Monday, January 21, 2008

Shake Hands Or Else!

A huge uproar has come up in Corus that threatens to turn things on the head.

The Round 8 Corus B game between Nigel Short and Ivan Cheparinov descended into chaos after Ivan Cheparinov refused to shake hands with Nigel Short (presumably still sore over Short's comments about Topalov's behaviour during the Kramnik-Topalov match in 2006) and was forfeited in favour of Short. Cheparinov was of course, Topalov's second during that much heated match.

For more details, please see ChessVibes website which has also put up a short interview over this news breaking story. Chessbase has also put up some information on their website.

This is a very interesting development considering that Vladimir Kramnik and Veselin Topalov are scheduled to play each other for the next game and we all know how "chummy" these 2 people are with each other the last time they met. Just so you know, in last year's Corus, Topalov refused to shake hands with Kramnik during their game.

The Topalov team are planning an appeal against today's decision to the Appeals Committee.
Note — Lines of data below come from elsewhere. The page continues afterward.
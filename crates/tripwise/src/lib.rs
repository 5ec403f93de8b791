//! Travel-budget planning agent built around an LLM tool-calling loop.
//!
//! `tripwise` turns a trip request ("Paris, $1500, 5 days") into a written
//! plan. An LLM decides which lookup tools to call; the tools themselves are
//! plain Rust:
//!
//! | Tool | Name | Backing service |
//! |------|------|-----------------|
//! | [`WeatherLookup`](tools::weather::WeatherLookup) | `get_weather_info` | Open-Meteo geocoding + forecast |
//! | [`HotelSearch`](tools::hotels::HotelSearch) | `find_hotels` | RapidAPI booking scraper |
//! | [`spend_estimate_tool`](tools::spend::spend_estimate_tool) | `get_daily_spend_estimate` | static table |
//!
//! Every tool is a total function: whatever happens on the wire, the LLM gets
//! back a human-readable string. Structured failure detail rides along as
//! [`ToolFailure`](tools::failure::ToolFailure) metadata for logging only.
//!
//! # Getting started
//!
//! ```ignore
//! use tripwise::prelude::*;
//!
//! #[tokio::main]
//! async fn main() -> Result<(), PlannerError> {
//!     let config = TripConfig::from_env();
//!     let planner = AgentPlanner::from_config(&config)?;
//!
//!     let request = TripRequest::new("Paris", 1500, 5)?;
//!     println!("{}", planner.plan(&request).await?);
//!     Ok(())
//! }
//! ```
//!
//! # Where to find things
//!
//! - **Tools and dispatch:** [`Tool`](tools::core::Tool),
//!   [`ToolSet`](tools::core::ToolSet), [`ToolOutput`](tools::core::ToolOutput),
//!   and [`TravelToolsExt`](tools::TravelToolsExt) for registering the
//!   three travel tools in one call.
//! - **Agent loop:** [`Harness`](agent::harness::Harness) with
//!   [`HarnessConfig`](agent::config::HarnessConfig) and the
//!   [`EventHandler`](agent::events::EventHandler) family.
//! - **Planning front doors:** [`TripPlanner`](agent::planner::TripPlanner),
//!   [`AgentPlanner`](agent::planner::AgentPlanner) and
//!   [`DirectPlanner`](agent::planner::DirectPlanner).
//! - **Budget policy:** [`trip::max_nightly_price`].
//! - **Configuration:** [`TripConfig`](config::TripConfig).

pub mod agent;
pub mod config;
pub mod error;
pub mod prelude;
pub mod tools;
pub mod trip;

use schemars::JsonSchema;
use serde::{Deserialize, Serialize};
use std::time::Instant;
use tracing::{debug, trace};

pub use error::PlannerError;

// ── Constants ──────────────────────────────────────────────────────

pub const OPENROUTER_URL: &str = "https://openrouter.ai/api/v1/chat/completions";

/// Default model for the planning agent.
pub const DEFAULT_MODEL: &str = "openai/gpt-3.5-turbo";

// ── Schema generation ──────────────────────────────────────────────

/// Generate a JSON Schema `serde_json::Value` from a type that implements
/// `schemars::JsonSchema`. This is the bridge between strong Rust types
/// and the `serde_json::Value` that the function-calling API expects.
///
/// # Example
///
/// ```
/// use tripwise::json_schema_for;
/// use schemars::JsonSchema;
/// use serde::Deserialize;
///
/// #[derive(Deserialize, JsonSchema)]
/// struct CityArgs {
///     city: String,
/// }
///
/// let schema = json_schema_for::<CityArgs>();
/// assert_eq!(schema["type"], "object");
/// assert!(schema["required"].as_array().unwrap().contains(&"city".into()));
/// ```
pub fn json_schema_for<T: JsonSchema>() -> serde_json::Value {
    let schema = schemars::schema_for!(T);
    serde_json::to_value(schema)
        .unwrap_or_else(|_| serde_json::json!({"type": "object", "properties": {}}))
}

// ── Request types ──────────────────────────────────────────────────

/// Chat completion request body (OpenAI function-calling format).
#[derive(Serialize, Debug, Default)]
pub struct ChatRequest {
    pub model: String,
    pub messages: Vec<Message>,
    #[serde(skip_serializing_if = "is_zero_u32")]
    pub max_tokens: u32,
    // Explicit zero is meaningful here, so this is optional rather than
    // skipped on zero.
    #[serde(skip_serializing_if = "Option::is_none")]
    pub temperature: Option<f32>,
    #[serde(skip_serializing_if = "Option::is_none")]
    pub tools: Option<Vec<ToolDef>>,
}

fn is_zero_u32(v: &u32) -> bool {
    *v == 0
}

// ── Message types ──────────────────────────────────────────────────

/// Role of a message in the conversation.
#[derive(Serialize, Deserialize, Clone, Debug, PartialEq, Eq)]
#[serde(rename_all = "lowercase")]
pub enum MessageRole {
    System,
    User,
    Assistant,
    Tool,
}

impl std::fmt::Display for MessageRole {
    fn fmt(&self, f: &mut std::fmt::Formatter<'_>) -> std::fmt::Result {
        match self {
            MessageRole::System => write!(f, "system"),
            MessageRole::User => write!(f, "user"),
            MessageRole::Assistant => write!(f, "assistant"),
            MessageRole::Tool => write!(f, "tool"),
        }
    }
}

/// A message in the conversation.
#[derive(Serialize, Deserialize, Clone, Debug)]
pub struct Message {
    pub role: MessageRole,
    #[serde(skip_serializing_if = "Option::is_none")]
    pub content: Option<String>,
    #[serde(skip_serializing_if = "Option::is_none")]
    pub tool_calls: Option<Vec<ToolCall>>,
    #[serde(skip_serializing_if = "Option::is_none")]
    pub tool_call_id: Option<String>,
}

impl Message {
    pub fn system(content: impl Into<String>) -> Self {
        Self {
            role: MessageRole::System,
            content: Some(content.into()),
            tool_calls: None,
            tool_call_id: None,
        }
    }

    pub fn user(content: impl Into<String>) -> Self {
        Self {
            role: MessageRole::User,
            content: Some(content.into()),
            tool_calls: None,
            tool_call_id: None,
        }
    }

    pub fn assistant_text(content: impl Into<String>) -> Self {
        Self {
            role: MessageRole::Assistant,
            content: Some(content.into()),
            tool_calls: None,
            tool_call_id: None,
        }
    }

    pub fn assistant_tool_calls(calls: Vec<ToolCall>) -> Self {
        Self {
            role: MessageRole::Assistant,
            content: None,
            tool_calls: Some(calls),
            tool_call_id: None,
        }
    }

    pub fn tool_result(call_id: impl Into<String>, content: impl Into<String>) -> Self {
        Self {
            role: MessageRole::Tool,
            content: Some(content.into()),
            tool_calls: None,
            tool_call_id: Some(call_id.into()),
        }
    }
}

// ── Tool types ─────────────────────────────────────────────────────

/// The type of a tool definition. Currently always `Function`.
#[derive(Serialize, Deserialize, Clone, Debug, PartialEq, Eq)]
pub enum ToolType {
    #[serde(rename = "function")]
    Function,
}

/// Tool definition sent to the API (OpenAI function-calling format).
#[derive(Serialize, Deserialize, Clone, Debug)]
pub struct ToolDef {
    #[serde(rename = "type")]
    pub tool_type: ToolType,
    pub function: FunctionDef,
}

impl ToolDef {
    /// Create a function-calling tool definition.
    pub fn new(
        name: impl Into<String>,
        description: impl Into<String>,
        parameters: serde_json::Value,
    ) -> Self {
        Self {
            tool_type: ToolType::Function,
            function: FunctionDef {
                name: name.into(),
                description: description.into(),
                parameters,
            },
        }
    }
}

#[derive(Serialize, Deserialize, Clone, Debug)]
pub struct FunctionDef {
    pub name: String,
    pub description: String,
    pub parameters: serde_json::Value,
}

/// The type of a tool call. Currently always `Function`.
#[derive(Serialize, Deserialize, Clone, Debug, PartialEq, Eq)]
pub enum CallType {
    #[serde(rename = "function")]
    Function,
}

/// A tool call returned by the model.
#[derive(Serialize, Deserialize, Clone, Debug)]
pub struct ToolCall {
    pub id: String,
    #[serde(rename = "type")]
    pub call_type: CallType,
    pub function: FunctionCallData,
}

impl ToolCall {
    /// Build a function tool call. Used by the deterministic planner, which
    /// dispatches through the same path as model-issued calls.
    pub fn function(
        id: impl Into<String>,
        name: impl Into<String>,
        arguments: &serde_json::Value,
    ) -> Self {
        Self {
            id: id.into(),
            call_type: CallType::Function,
            function: FunctionCallData {
                name: name.into(),
                arguments: arguments.to_string(),
            },
        }
    }
}

#[derive(Serialize, Deserialize, Clone, Debug)]
pub struct FunctionCallData {
    pub name: String,
    pub arguments: String,
}

// ── Response types ─────────────────────────────────────────────────

#[derive(Deserialize, Debug)]
struct RawChatResponse {
    choices: Option<Vec<RawChoice>>,
    error: Option<ApiErrorResponse>,
    #[serde(default)]
    usage: Option<UsageInfo>,
}

#[derive(Deserialize, Debug)]
struct RawChoice {
    message: RawResponseMessage,
    finish_reason: Option<String>,
}

#[derive(Deserialize, Debug)]
struct RawResponseMessage {
    content: Option<String>,
    tool_calls: Option<Vec<ToolCall>>,
}

#[derive(Deserialize, Debug)]
struct ApiErrorResponse {
    message: String,
}

/// Clean return type from [`ChatClient::chat`].
#[derive(Debug)]
pub struct ChatCompletion {
    pub content: Option<String>,
    pub tool_calls: Vec<ToolCall>,
    pub usage: Option<UsageInfo>,
    pub finish_reason: Option<String>,
}

/// Token usage statistics.
#[derive(Deserialize, Debug, Clone)]
pub struct UsageInfo {
    pub prompt_tokens: Option<u32>,
    pub completion_tokens: Option<u32>,
    pub total_tokens: Option<u32>,
}

// ── Client ─────────────────────────────────────────────────────────

/// Async HTTP client for an OpenAI-compatible chat completions endpoint
/// (OpenRouter by default).
pub struct ChatClient {
    client: reqwest::Client,
    api_key: String,
    url: String,
}

impl ChatClient {
    /// Create a client that posts to `url` with bearer auth.
    ///
    /// The `reqwest::Client` is injected so the chat endpoint and the tools
    /// share one connection pool and one timeout policy.
    pub fn new(client: reqwest::Client, api_key: impl Into<String>, url: impl Into<String>) -> Self {
        Self {
            client,
            api_key: api_key.into(),
            url: url.into(),
        }
    }

    /// Send a chat completion request.
    pub async fn chat(&self, body: &ChatRequest) -> Result<ChatCompletion, PlannerError> {
        let tool_count = body.tools.as_ref().map_or(0, |t| t.len());
        debug!(
            "LLM request: model={}, messages={}, tools={}, max_tokens={}",
            body.model,
            body.messages.len(),
            tool_count,
            body.max_tokens,
        );

        let start = Instant::now();
        let resp = self
            .client
            .post(&self.url)
            .header("Authorization", format!("Bearer {}", self.api_key))
            .json(body)
            .send()
            .await?;

        let status = resp.status();
        let text = resp.text().await?;
        debug!(
            "LLM response: HTTP {} in {:.1}s ({} bytes)",
            status,
            start.elapsed().as_secs_f64(),
            text.len()
        );

        if !status.is_success() {
            return Err(PlannerError::Api {
                status: status.as_u16(),
                body: text,
            });
        }

        let parsed: RawChatResponse = serde_json::from_str(&text)?;
        if let Some(err) = parsed.error {
            return Err(PlannerError::Provider(err.message));
        }

        if let Some(ref usage) = parsed.usage {
            trace!(
                "Token usage: prompt={}, completion={}, total={}",
                usage.prompt_tokens.unwrap_or(0),
                usage.completion_tokens.unwrap_or(0),
                usage.total_tokens.unwrap_or(0),
            );
        }

        match parsed.choices.and_then(|c| c.into_iter().next()) {
            Some(c) => Ok(ChatCompletion {
                content: c.message.content,
                tool_calls: c.message.tool_calls.unwrap_or_default(),
                usage: parsed.usage,
                finish_reason: c.finish_reason,
            }),
            None => Err(PlannerError::Provider(
                "response contained no choices".to_string(),
            )),
        }
    }
}

#[cfg(test)]
mod tests {
    use super::*;

    #[test]
    fn message_constructors() {
        let sys = Message::system("hello");
        assert_eq!(sys.role, MessageRole::System);
        assert_eq!(sys.content.as_deref(), Some("hello"));

        let result = Message::tool_result("call_1", "sunny");
        assert_eq!(result.role, MessageRole::Tool);
        assert_eq!(result.tool_call_id.as_deref(), Some("call_1"));
    }

    #[test]
    fn zero_temperature_is_serialized() {
        let body = ChatRequest {
            model: "m".into(),
            temperature: Some(0.0),
            ..Default::default()
        };
        let json = serde_json::to_value(&body).unwrap();
        assert_eq!(json["temperature"], 0.0);
        assert!(json.get("max_tokens").is_none());
        assert!(json.get("tools").is_none());
    }

    #[test]
    fn tool_call_function_serializes_arguments() {
        let call = ToolCall::function(
            "direct-1",
            "find_hotels",
            &serde_json::json!({"city": "Paris", "max_price": 135}),
        );
        assert_eq!(call.function.name, "find_hotels");
        let args: serde_json::Value = serde_json::from_str(&call.function.arguments).unwrap();
        assert_eq!(args["max_price"], 135);
    }

    #[test]
    fn raw_response_with_tool_calls_parses() {
        let json = r#"{
            "choices": [{
                "message": {
                    "content": null,
                    "tool_calls": [{
                        "id": "call_abc",
                        "type": "function",
                        "function": {"name": "get_weather_info", "arguments": "{\"city\":\"Tokyo\"}"}
                    }]
                },
                "finish_reason": "tool_calls"
            }],
            "usage": {"prompt_tokens": 10, "completion_tokens": 5, "total_tokens": 15}
        }"#;
        let parsed: RawChatResponse = serde_json::from_str(json).unwrap();
        let choice = parsed.choices.unwrap().into_iter().next().unwrap();
        let calls = choice.message.tool_calls.unwrap();
        assert_eq!(calls[0].function.name, "get_weather_info");
        assert_eq!(choice.finish_reason.as_deref(), Some("tool_calls"));
    }
}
The irony of it all is that Vladimir Kramnik is one of the members of the Appeals Committee so the Topalov camp is in effect, appealing to Kramnik. :)

Transcript of Short's video interview on Chessvibes below:

(start of interview)

Reporter (R): Nigel Short, you just won your game over Cheparinov in a very odd manner. What happened?
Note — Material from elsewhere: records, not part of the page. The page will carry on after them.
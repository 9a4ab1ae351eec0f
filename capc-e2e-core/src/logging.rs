//! Process logging setup for the runner.
//!
//! A human-readable console layer (stdout or stderr) plus an optional JSON
//! file layer written through a non-blocking appender. `RUST_LOG`, when set,
//! replaces the configured level.

use std::fs::OpenOptions;
use std::path::PathBuf;
use std::str::FromStr;

use anyhow::{Context, Result};
use tracing_appender::non_blocking::WorkerGuard;
use tracing_subscriber::layer::SubscriberExt;
use tracing_subscriber::util::SubscriberInitExt;
use tracing_subscriber::{EnvFilter, Layer, Registry};

#[derive(Debug, Clone, Copy, PartialEq, Eq, Default)]
pub enum LogFormat {
    #[default]
    Pretty,
    Compact,
    Json,
}

impl FromStr for LogFormat {
    type Err = String;

    fn from_str(s: &str) -> Result<Self, Self::Err> {
        match s.trim().to_ascii_lowercase().as_str() {
            "pretty" | "text" => Ok(Self::Pretty),
            "compact" => Ok(Self::Compact),
            "json" => Ok(Self::Json),
            other => Err(format!("unknown log format: {other}")),
        }
    }
}

#[derive(Debug, Clone)]
pub struct LogConfig {
    pub level: String,
    pub format: LogFormat,
    /// Console output on stderr instead of stdout.
    pub stderr: bool,
    /// Additional JSON log file.
    pub file: Option<PathBuf>,
}

impl LogConfig {
    /// Defaults overridden by `CAPC_E2E_LOG_LEVEL`, `CAPC_E2E_LOG_FORMAT`
    /// and `CAPC_E2E_LOG_FILE`. Unparseable formats fall back to pretty.
    pub fn from_env(default_level: &str) -> Self {
        let level = std::env::var("CAPC_E2E_LOG_LEVEL")
            .ok()
            .filter(|v| !v.trim().is_empty())
            .unwrap_or_else(|| default_level.to_string());
        let format = std::env::var("CAPC_E2E_LOG_FORMAT")
            .ok()
            .and_then(|v| v.parse().ok())
            .unwrap_or_default();
        let file = std::env::var_os("CAPC_E2E_LOG_FILE").map(PathBuf::from);
        Self {
            level,
            format,
            stderr: false,
            file,
        }
    }

    #[must_use]
    pub fn with_stderr(mut self) -> Self {
        self.stderr = true;
        self
    }

    #[must_use]
    pub fn with_level(mut self, level: &str) -> Self {
        self.level = level.to_string();
        self
    }

    #[must_use]
    pub fn with_format(mut self, format: LogFormat) -> Self {
        self.format = format;
        self
    }

    #[must_use]
    pub fn with_file(mut self, path: impl Into<PathBuf>) -> Self {
        self.file = Some(path.into());
        self
    }

    fn filter(&self) -> Result<EnvFilter> {
        if let Ok(directives) = std::env::var("RUST_LOG")
            && !directives.trim().is_empty()
        {
            return EnvFilter::try_new(&directives).with_context(|| format!("Invalid RUST_LOG: {directives}"));
        }
        EnvFilter::try_new(&self.level).with_context(|| format!("Invalid log level: {}", self.level))
    }
}

/// Keeps background log writers alive; drop at process exit to flush.
#[must_use = "dropping the guards stops file logging"]
pub struct LoggingGuards {
    _file: Option<WorkerGuard>,
}

type BoxedLayer = Box<dyn Layer<Registry> + Send + Sync>;

fn console_layer(config: &LogConfig) -> BoxedLayer {
    let base = tracing_subscriber::fmt::layer().with_target(true);
    match (config.format, config.stderr) {
        (LogFormat::Pretty, true) => base.with_writer(std::io::stderr).boxed(),
        (LogFormat::Pretty, false) => base.boxed(),
        (LogFormat::Compact, true) => base.compact().with_writer(std::io::stderr).boxed(),
        (LogFormat::Compact, false) => base.compact().boxed(),
        (LogFormat::Json, true) => base.json().with_writer(std::io::stderr).boxed(),
        (LogFormat::Json, false) => base.json().boxed(),
    }
}

/// Install the global subscriber described by `config`.
pub fn init_logging(config: &LogConfig) -> Result<LoggingGuards> {
    let mut layers: Vec<BoxedLayer> = vec![console_layer(config)];
    let mut file_guard = None;

    if let Some(path) = &config.file {
        if let Some(parent) = path.parent()
            && !parent.as_os_str().is_empty()
        {
            std::fs::create_dir_all(parent)
                .with_context(|| format!("Failed to create log directory {}", parent.display()))?;
        }
        let file = OpenOptions::new()
            .create(true)
            .append(true)
            .open(path)
            .with_context(|| format!("Failed to open log file {}", path.display()))?;
        let (writer, guard) = tracing_appender::non_blocking(file);
        layers.push(
            tracing_subscriber::fmt::layer()
                .json()
                .with_writer(writer)
                .with_ansi(false)
                .boxed(),
        );
        file_guard = Some(guard);
    }

    tracing_subscriber::registry()
        .with(layers)
        .with(config.filter()?)
        .try_init()
        .context("Failed to install tracing subscriber")?;

    Ok(LoggingGuards { _file: file_guard })
}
Nigel Short (S): Well, yeah. It was a fairly short game. It was my quickest game so far. So I came to the board and I opened 1. e4. My opponent was not there. He arrived after a few minutes.... (he) sat down... I was standing up at that time. He sat down and quickly played c5. I came back to the board immediately because I was nearby... and I stood by, offering my hand to him. And he was very pointedly looking down at his scoresheet, somehow, down, sort of out of the way. So I was standing there for quite sometime with my hand. It was very clear that he didn't want to shake my hand but just for clarity, I sat down at the board, waited for sometime until I caught his eye. Then I put my hand across, and he sort of shrugged or ... just sort of, you know, indicated that he sort of doesn't want to shake hands.

R: Didn't shake hands?

S: Refused to shake hands and I so informed the arbiters, one of whom has seen the situation and I claimed the win.
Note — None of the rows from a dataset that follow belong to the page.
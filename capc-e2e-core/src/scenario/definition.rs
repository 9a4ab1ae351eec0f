//! Per-scenario data: which template to render and which rejection to
//! expect in which log files.

use serde::{Deserialize, Serialize};

use crate::signature::{CAPC_CONTROLLER_MARKER, LogFileFilter, MANAGER_LOG_MARKER, NO_MATCH_FOUND_PREFIX};

pub const INVALID_WORKER_OFFERING: &str = "invalid-worker-offering";
pub const INVALID_WORKER_OFFERING_VARIABLE: &str = "CLOUDSTACK_INVALID_WORKER_MACHINE_OFFERING_NAME";
pub const WAIT_ERRORS: &str = "wait-errors";
pub const WAIT_DELETE_CLUSTER: &str = "wait-delete-cluster";

/// A negative-outcome scenario.
///
/// May be declared under `scenarios` in the e2e config; unset fields take
/// the CAPC defaults (controller manager log, `No match found for `
/// signature, one control-plane and one worker machine).
#[derive(Debug, Clone, PartialEq, Eq, Serialize, Deserialize)]
#[serde(default)]
pub struct ScenarioDefinition {
    pub name: String,
    /// Template flavor; empty means "same as `name`".
    pub flavor: String,
    pub signature_prefix: String,
    /// E2E config variable whose value completes the signature.
    pub signature_variable: String,
    pub component_marker: String,
    pub log_file_marker: String,
    /// Interval table key for the signature wait.
    pub wait_key: String,
    pub control_plane_machine_count: u32,
    pub worker_machine_count: u32,
    pub infrastructure_provider: String,
}

impl Default for ScenarioDefinition {
    fn default() -> Self {
        Self {
            name: String::new(),
            flavor: String::new(),
            signature_prefix: NO_MATCH_FOUND_PREFIX.to_string(),
            signature_variable: String::new(),
            component_marker: CAPC_CONTROLLER_MARKER.to_string(),
            log_file_marker: MANAGER_LOG_MARKER.to_string(),
            wait_key: WAIT_ERRORS.to_string(),
            control_plane_machine_count: 1,
            worker_machine_count: 1,
            infrastructure_provider: "cloudstack".to_string(),
        }
    }
}

impl ScenarioDefinition {
    /// Worker machine offering that does not exist: the controller logs
    /// `No match found for <offering>` and never provisions the workers.
    pub fn invalid_worker_offering() -> Self {
        Self {
            name: INVALID_WORKER_OFFERING.to_string(),
            flavor: INVALID_WORKER_OFFERING.to_string(),
            signature_variable: INVALID_WORKER_OFFERING_VARIABLE.to_string(),
            ..Self::default()
        }
    }

    /// Flavor to render, honouring an explicit override.
    pub fn effective_flavor<'a>(&'a self, requested: Option<&'a str>) -> &'a str {
        match requested {
            Some(flavor) if !flavor.is_empty() => flavor,
            _ if self.flavor.is_empty() => &self.name,
            _ => &self.flavor,
        }
    }

    pub fn log_filter(&self) -> LogFileFilter {
        LogFileFilter::all_of([self.component_marker.as_str(), self.log_file_marker.as_str()])
    }

    pub fn validate(&self) -> Result<(), String> {
        if self.name.trim().is_empty() {
            return Err("scenario name is empty".to_string());
        }
        if self.signature_variable.trim().is_empty() {
            return Err(format!("{}: signature_variable is empty", self.name));
        }
        if self.wait_key.trim().is_empty() {
            return Err(format!("{}: wait_key is empty", self.name));
        }
        Ok(())
    }
}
R: Because recently, there has been a new rule, (from) FIDE, you would say?

S: That's correct. Well, the rule states that, if you refuse to shake hands, this is punishable with an immediate forfeit.

R: It's already in the official rules?

S: Yeah. It's a (FIDE) presidential board decision. It's on behaviour and I think, it appeared in June of last year.

R: Were the arbiters aware of this?

S: No.

R: What happened?

S: Well, in my experience, maybe I'm completely biased here but there are only 25% of arbiters who know their job properly but it is a difficult thing to do because the regulations are not updated. The FIDE website is not updated (as) it should be. So then I informed them that it was on the FIDE website. The other players, they were very well aware of it - it had been up there on the FIDE website for days.... so the players were well aware of it, that this thing existed. And they duly located the presidential board decision and that's it.

R: So I guess this is the first time that this rule is applied then?

S: Yes that's correct. Yep.

R: And so what do you think of it?

S: History making (laughs).

R: What will be the consequences of this now?

S: I think people will think very carefully about making calculated insults like this. And it was clearly (a) very deliberate, very calculated insult on his part. So....

R: So personally...?

S: Personally, I have no disagreements with Cheparinov. In fact, I barely conversed with him. I've never played him before but he is of course part of the Danailov-Topalov camp and they were unhappy with some remarks I made on the Kramnik-Topalov match. So, in my opinion, if you're looking for an answer, you have to ask Cheparinov himself for his motive. It would say to be a collective decision by the Bulgarian camp. Ok.

(end of interview)

Nigel Short is of course referring to the following ruling:

FIDE ruling

Behavioural norms of players in chess events

Having discussed several recent cases in different chess tournaments where the attitude of players toward their opponent or officials, journalists etc. was not acceptable under conventional social behaviour, the FIDE Presidential Board – at the suggestion of President Ilyumzhinov – decided on setting up strict rules regarding such behaviour.

Any player who does not shake hands with the opponent (or greets the opponent in a normal social manner in accordance with the conventional rules of their society) before the game starts in a FIDE tournament or during a FIDE match (and does not do it after being asked to do so by the arbiter) or deliberately insults his/her opponent or the officials of the event, will immediately and finally lose the relevant game.

Regarding a more comprehensive set of behavioural and ethical norms to be followed, FIDE Ethics Commission and the Arbiter’s Council are to elaborate guidelines for the players. The guidelines will be published on the FIDE website.


Update: Cheparinov has won his appeal and the game is rescheduled for tomorrow. Short has indicated that he will not turn up for the match.